What you should do ▸
Return each line below holding the string "true".

==== Data supplied ====

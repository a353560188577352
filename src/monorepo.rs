//! Monorepo support: project detection and per-project runs.
//!
//! Sub-projects are found by marker file. Every project that carries its
//! own `check.toml` is checked with the normal single-project pipeline;
//! projects run one after another.

use std::path::{Path, PathBuf};

use serde::Serialize;
use tracing::{info, warn};
use walkdir::WalkDir;

use crate::check::{self, Domain, FullResult, Mode, EXIT_CONFIG_ERROR, EXIT_SUCCESS, EXIT_VIOLATIONS};
use crate::config::{self, MonorepoConfig, CONFIG_FILE_NAME};
use crate::files::{compile_globset, to_relative, IGNORED_DIRS};

/// Marker file → project type, in priority order.
pub const MARKERS: &[(&str, ProjectType)] = &[
    ("package.json", ProjectType::Typescript),
    ("pyproject.toml", ProjectType::Python),
    ("Cargo.toml", ProjectType::Rust),
    ("go.mod", ProjectType::Go),
];

#[derive(Debug, Clone, Copy, PartialEq, Eq, Serialize)]
#[serde(rename_all = "lowercase")]
pub enum ProjectType {
    Typescript,
    Python,
    Rust,
    Go,
}

impl std::fmt::Display for ProjectType {
    fn fmt(&self, f: &mut std::fmt::Formatter<'_>) -> std::fmt::Result {
        let s = match self {
            ProjectType::Typescript => "typescript",
            ProjectType::Python => "python",
            ProjectType::Rust => "rust",
            ProjectType::Go => "go",
        };
        write!(f, "{}", s)
    }
}

#[derive(Debug, Clone, PartialEq, Eq, Serialize)]
#[serde(rename_all = "camelCase")]
pub struct DetectedProject {
    /// Path relative to the monorepo root (`.` for the root itself)
    pub path: String,
    #[serde(rename = "type")]
    pub project_type: ProjectType,
    pub has_check_toml: bool,
    pub marker_file: String,
}

/// Outcome for one project.
#[derive(Debug, Clone, Serialize)]
#[serde(rename_all = "camelCase")]
pub struct ProjectResult {
    pub path: String,
    #[serde(rename = "type")]
    pub project_type: ProjectType,
    #[serde(skip_serializing_if = "Option::is_none")]
    pub result: Option<FullResult>,
    #[serde(skip_serializing_if = "Option::is_none")]
    pub error: Option<String>,
    pub exit_code: i32,
}

impl ProjectResult {
    pub fn is_skipped(&self) -> bool {
        self.result.is_none() && self.error.is_none()
    }

    pub fn is_errored(&self) -> bool {
        self.error.is_some()
    }
}

#[derive(Debug, Clone, Copy, Default, Serialize)]
#[serde(rename_all = "camelCase")]
pub struct MonorepoSummary {
    pub total: usize,
    pub passed: usize,
    pub failed: usize,
    pub errored: usize,
    pub skipped: usize,
    pub exit_code: i32,
}

#[derive(Debug, Clone, Serialize)]
#[serde(rename_all = "camelCase")]
pub struct MonorepoResult {
    pub root: String,
    pub projects: Vec<ProjectResult>,
    pub summary: MonorepoSummary,
}

impl MonorepoResult {
    /// A project fails on a non-zero exit code or an error; the whole run
    /// fails if any project did.
    pub fn new(root: impl Into<String>, projects: Vec<ProjectResult>) -> Self {
        let mut summary = MonorepoSummary {
            total: projects.len(),
            ..MonorepoSummary::default()
        };
        for project in &projects {
            if project.is_errored() {
                summary.errored += 1;
            } else if project.is_skipped() {
                summary.skipped += 1;
            } else if project.exit_code == EXIT_SUCCESS {
                summary.passed += 1;
            } else {
                summary.failed += 1;
            }
        }
        summary.exit_code = if summary.failed + summary.errored > 0 {
            EXIT_VIOLATIONS
        } else {
            EXIT_SUCCESS
        };

        Self {
            root: root.into(),
            projects,
            summary,
        }
    }

    pub fn exit_code(&self) -> i32 {
        self.summary.exit_code
    }
}

/// Marker present in `dir`, if any.
fn marker(dir: &Path) -> Option<(&'static str, ProjectType)> {
    MARKERS
        .iter()
        .find(|(file, _)| dir.join(file).is_file())
        .copied()
}

/// Whether the root only groups other projects (npm/pnpm workspaces, a
/// virtual Cargo workspace, a `go.work`).
pub fn is_container_root(root: &Path) -> bool {
    if root.join("pnpm-workspace.yaml").is_file() || root.join("go.work").is_file() {
        return true;
    }
    let package_workspaces = std::fs::read_to_string(root.join("package.json"))
        .ok()
        .and_then(|t| serde_json::from_str::<serde_json::Value>(&t).ok())
        .map(|pkg| pkg.get("workspaces").is_some())
        .unwrap_or(false);
    if package_workspaces {
        return true;
    }
    std::fs::read_to_string(root.join("Cargo.toml"))
        .ok()
        .and_then(|t| t.parse::<toml::Value>().ok())
        .map(|cargo| cargo.get("workspace").is_some() && cargo.get("package").is_none())
        .unwrap_or(false)
}

/// Find sub-projects under `root`, sorted by path.
pub fn detect_projects(
    root: &Path,
    settings: &MonorepoConfig,
) -> Result<Vec<DetectedProject>, globset::Error> {
    let exclude = compile_globset(&settings.exclude)?;
    let container = is_container_root(root);
    let mut projects = Vec::new();

    let walker = WalkDir::new(root)
        .max_depth(settings.max_depth)
        .sort_by_file_name()
        .into_iter()
        .filter_entry(|e| {
            if e.depth() == 0 {
                return true;
            }
            if !e.file_type().is_dir() {
                return false;
            }
            let name = e.file_name().to_string_lossy();
            if IGNORED_DIRS.contains(&name.as_ref()) || name.starts_with('.') {
                return false;
            }
            let rel = to_relative(root, e.path());
            !exclude.is_match(&rel) && !exclude.is_match(format!("{}/", rel))
        });

    for entry in walker.filter_map(|e| e.ok()) {
        let dir = entry.path();
        if entry.depth() == 0 && container {
            continue;
        }
        let Some((marker_file, project_type)) = marker(dir) else {
            continue;
        };
        let path = if entry.depth() == 0 {
            ".".to_string()
        } else {
            to_relative(root, dir)
        };
        projects.push(DetectedProject {
            path,
            project_type,
            has_check_toml: dir.join(CONFIG_FILE_NAME).is_file(),
            marker_file: marker_file.to_string(),
        });
    }

    Ok(projects)
}

/// Check every detected project that has its own config.
pub async fn run(root: &Path, settings: &MonorepoConfig, mode: Mode) -> anyhow::Result<MonorepoResult> {
    let projects = detect_projects(root, settings)?;
    info!(root = %root.display(), projects = projects.len(), "running monorepo");

    let mut results = Vec::with_capacity(projects.len());
    for project in projects {
        results.push(run_one(root, project, mode).await);
    }

    Ok(MonorepoResult::new(root.display().to_string(), results))
}

async fn run_one(root: &Path, project: DetectedProject, mode: Mode) -> ProjectResult {
    let mut result = ProjectResult {
        path: project.path.clone(),
        project_type: project.project_type,
        result: None,
        error: None,
        exit_code: EXIT_SUCCESS,
    };
    if !project.has_check_toml {
        return result;
    }

    let config_path: PathBuf = root.join(&project.path).join(CONFIG_FILE_NAME);
    match config::load(&config_path).await {
        Ok(loaded) => {
            let full = check::run_project(&loaded, &Domain::ALL, mode).await;
            result.exit_code = full.exit_code();
            result.result = Some(full);
        }
        Err(e) => {
            warn!(project = %project.path, error = %e, "project config failed to load");
            result.exit_code = EXIT_CONFIG_ERROR;
            result.error = Some(e.to_string());
        }
    }
    result
}

#[cfg(test)]
mod tests {
    use super::*;
    use tempfile::TempDir;

    fn write(root: &Path, rel: &str, contents: &str) {
        let path = root.join(rel);
        std::fs::create_dir_all(path.parent().unwrap()).unwrap();
        std::fs::write(path, contents).unwrap();
    }

    #[test]
    fn test_detects_by_marker_and_skips_container_root() {
        let temp = TempDir::new().unwrap();
        let root = temp.path();
        write(root, "package.json", r#"{"private": true, "workspaces": ["apps/*"]}"#);
        write(root, "apps/web/package.json", "{}");
        write(root, "apps/web/check.toml", "");
        write(root, "services/api/pyproject.toml", "[project]\nname = \"api\"\n");
        write(root, "tools/cli/Cargo.toml", "[package]\nname = \"cli\"\n");
        write(root, "node_modules/dep/package.json", "{}");

        let projects = detect_projects(root, &MonorepoConfig::default()).unwrap();
        let paths: Vec<&str> = projects.iter().map(|p| p.path.as_str()).collect();
        assert_eq!(paths, vec!["apps/web", "services/api", "tools/cli"]);
        assert_eq!(projects[0].project_type, ProjectType::Typescript);
        assert!(projects[0].has_check_toml);
        assert_eq!(projects[1].project_type, ProjectType::Python);
        assert!(!projects[1].has_check_toml);
        assert_eq!(projects[2].marker_file, "Cargo.toml");
    }

    #[test]
    fn test_exclude_and_depth() {
        let temp = TempDir::new().unwrap();
        let root = temp.path();
        write(root, "go.work", "go 1.22\n");
        write(root, "legacy/old/go.mod", "module old\n");
        write(root, "svc/a/go.mod", "module a\n");
        write(root, "a/b/c/d/e/go.mod", "module deep\n");

        let settings = MonorepoConfig {
            exclude: vec!["legacy/**".to_string()],
            max_depth: 4,
        };
        let projects = detect_projects(root, &settings).unwrap();
        let paths: Vec<&str> = projects.iter().map(|p| p.path.as_str()).collect();
        assert_eq!(paths, vec!["svc/a"]);
    }

    #[test]
    fn test_summary() {
        let project = |path: &str, exit_code: i32, error: bool, skipped: bool| ProjectResult {
            path: path.to_string(),
            project_type: ProjectType::Go,
            result: if skipped || error {
                None
            } else {
                Some(FullResult::new("check.toml", Vec::new()))
            },
            error: error.then(|| "bad config".to_string()),
            exit_code,
        };
        let result = MonorepoResult::new(
            "/repo",
            vec![
                project("a", 0, false, false),
                project("b", 1, false, false),
                project("c", 2, true, false),
                project("d", 0, false, true),
            ],
        );
        assert_eq!(result.summary.total, 4);
        assert_eq!(result.summary.passed, 1);
        assert_eq!(result.summary.failed, 1);
        assert_eq!(result.summary.errored, 1);
        assert_eq!(result.summary.skipped, 1);
        assert_eq!(result.exit_code(), EXIT_VIOLATIONS);

        let clean = MonorepoResult::new("/repo", vec![project("a", 0, false, false)]);
        assert_eq!(clean.exit_code(), EXIT_SUCCESS);
    }
}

====

The completed task ▸
        return true;
        return true;
                return true;
        write(root, "package.json", r#"{"private": true, "workspaces": ["apps/*"]}"#);
                project("c", 2, true, false),
                project("d", 0, false, true),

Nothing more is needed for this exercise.